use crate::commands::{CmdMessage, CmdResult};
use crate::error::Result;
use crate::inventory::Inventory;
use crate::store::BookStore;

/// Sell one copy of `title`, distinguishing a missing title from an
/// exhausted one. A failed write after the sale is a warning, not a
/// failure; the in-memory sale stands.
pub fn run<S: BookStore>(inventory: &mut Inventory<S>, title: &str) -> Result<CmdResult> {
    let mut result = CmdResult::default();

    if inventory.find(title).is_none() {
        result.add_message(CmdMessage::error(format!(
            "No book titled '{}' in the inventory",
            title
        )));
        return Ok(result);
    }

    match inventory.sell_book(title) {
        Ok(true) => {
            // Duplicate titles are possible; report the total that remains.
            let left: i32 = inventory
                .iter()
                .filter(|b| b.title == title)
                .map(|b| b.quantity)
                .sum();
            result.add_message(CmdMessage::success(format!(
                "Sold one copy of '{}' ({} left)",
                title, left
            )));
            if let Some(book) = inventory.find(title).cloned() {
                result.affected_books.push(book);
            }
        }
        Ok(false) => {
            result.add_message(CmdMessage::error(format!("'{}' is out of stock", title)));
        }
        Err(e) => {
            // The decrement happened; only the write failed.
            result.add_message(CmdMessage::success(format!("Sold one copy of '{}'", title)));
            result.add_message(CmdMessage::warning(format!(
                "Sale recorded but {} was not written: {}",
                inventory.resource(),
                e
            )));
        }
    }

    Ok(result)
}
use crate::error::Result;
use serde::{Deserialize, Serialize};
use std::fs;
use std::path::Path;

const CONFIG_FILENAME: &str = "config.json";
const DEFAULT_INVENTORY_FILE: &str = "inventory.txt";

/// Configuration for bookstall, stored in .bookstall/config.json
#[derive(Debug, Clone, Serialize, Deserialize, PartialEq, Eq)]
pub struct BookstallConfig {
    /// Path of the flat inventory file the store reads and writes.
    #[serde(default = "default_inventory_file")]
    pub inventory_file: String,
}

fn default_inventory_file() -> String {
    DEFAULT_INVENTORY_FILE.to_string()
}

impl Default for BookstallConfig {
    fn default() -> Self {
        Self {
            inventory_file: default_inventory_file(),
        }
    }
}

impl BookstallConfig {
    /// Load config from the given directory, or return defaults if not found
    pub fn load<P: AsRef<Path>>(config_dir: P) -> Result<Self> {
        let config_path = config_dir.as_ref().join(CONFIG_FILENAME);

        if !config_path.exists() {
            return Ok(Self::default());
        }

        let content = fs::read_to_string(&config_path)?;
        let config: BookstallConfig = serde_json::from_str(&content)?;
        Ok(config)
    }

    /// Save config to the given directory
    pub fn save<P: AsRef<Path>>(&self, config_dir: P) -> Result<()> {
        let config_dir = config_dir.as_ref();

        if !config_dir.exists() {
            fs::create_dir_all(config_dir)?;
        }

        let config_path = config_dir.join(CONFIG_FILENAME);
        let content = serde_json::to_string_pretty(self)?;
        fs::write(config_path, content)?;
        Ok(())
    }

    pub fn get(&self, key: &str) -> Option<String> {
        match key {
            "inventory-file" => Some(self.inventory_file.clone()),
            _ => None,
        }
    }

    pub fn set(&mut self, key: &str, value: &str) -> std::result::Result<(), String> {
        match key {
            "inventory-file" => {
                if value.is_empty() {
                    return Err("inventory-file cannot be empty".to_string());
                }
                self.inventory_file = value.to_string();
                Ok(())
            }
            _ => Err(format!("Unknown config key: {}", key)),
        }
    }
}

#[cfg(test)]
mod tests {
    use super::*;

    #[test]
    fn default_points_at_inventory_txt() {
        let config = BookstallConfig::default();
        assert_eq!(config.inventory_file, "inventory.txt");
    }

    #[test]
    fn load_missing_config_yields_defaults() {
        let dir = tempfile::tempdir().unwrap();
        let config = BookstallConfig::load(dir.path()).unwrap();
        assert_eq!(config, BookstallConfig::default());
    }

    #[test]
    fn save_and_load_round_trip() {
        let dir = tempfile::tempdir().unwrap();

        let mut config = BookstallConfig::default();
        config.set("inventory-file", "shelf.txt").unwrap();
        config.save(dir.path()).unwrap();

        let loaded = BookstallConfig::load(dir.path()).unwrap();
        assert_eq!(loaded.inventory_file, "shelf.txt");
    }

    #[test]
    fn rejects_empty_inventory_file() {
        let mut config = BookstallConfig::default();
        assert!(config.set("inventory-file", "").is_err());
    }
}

• • • •

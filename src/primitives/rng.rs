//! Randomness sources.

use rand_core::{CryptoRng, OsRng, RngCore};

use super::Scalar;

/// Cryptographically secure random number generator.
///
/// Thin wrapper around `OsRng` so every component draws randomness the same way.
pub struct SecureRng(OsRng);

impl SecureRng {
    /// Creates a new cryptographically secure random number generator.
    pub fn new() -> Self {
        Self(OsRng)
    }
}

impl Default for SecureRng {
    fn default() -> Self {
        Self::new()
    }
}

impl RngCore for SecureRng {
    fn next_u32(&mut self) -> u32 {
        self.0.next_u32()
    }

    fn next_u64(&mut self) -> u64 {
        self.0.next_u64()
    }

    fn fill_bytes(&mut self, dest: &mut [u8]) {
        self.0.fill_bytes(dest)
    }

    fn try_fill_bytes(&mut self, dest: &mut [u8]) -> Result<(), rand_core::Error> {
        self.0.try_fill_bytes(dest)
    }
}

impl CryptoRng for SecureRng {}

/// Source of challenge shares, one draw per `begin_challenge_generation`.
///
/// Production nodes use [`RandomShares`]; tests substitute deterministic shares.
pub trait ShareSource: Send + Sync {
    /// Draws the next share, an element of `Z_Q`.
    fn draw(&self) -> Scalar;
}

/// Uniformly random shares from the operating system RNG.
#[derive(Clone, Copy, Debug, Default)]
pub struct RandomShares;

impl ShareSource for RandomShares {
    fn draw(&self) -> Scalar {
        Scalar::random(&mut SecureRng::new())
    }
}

• • • •

If a line in the records has the word "value", copy that line.

    pub fn set(&mut self, key: &str, value: &str) -> std::result::Result<(), String> {
                if value.is_empty() {
                self.inventory_file = value.to_string();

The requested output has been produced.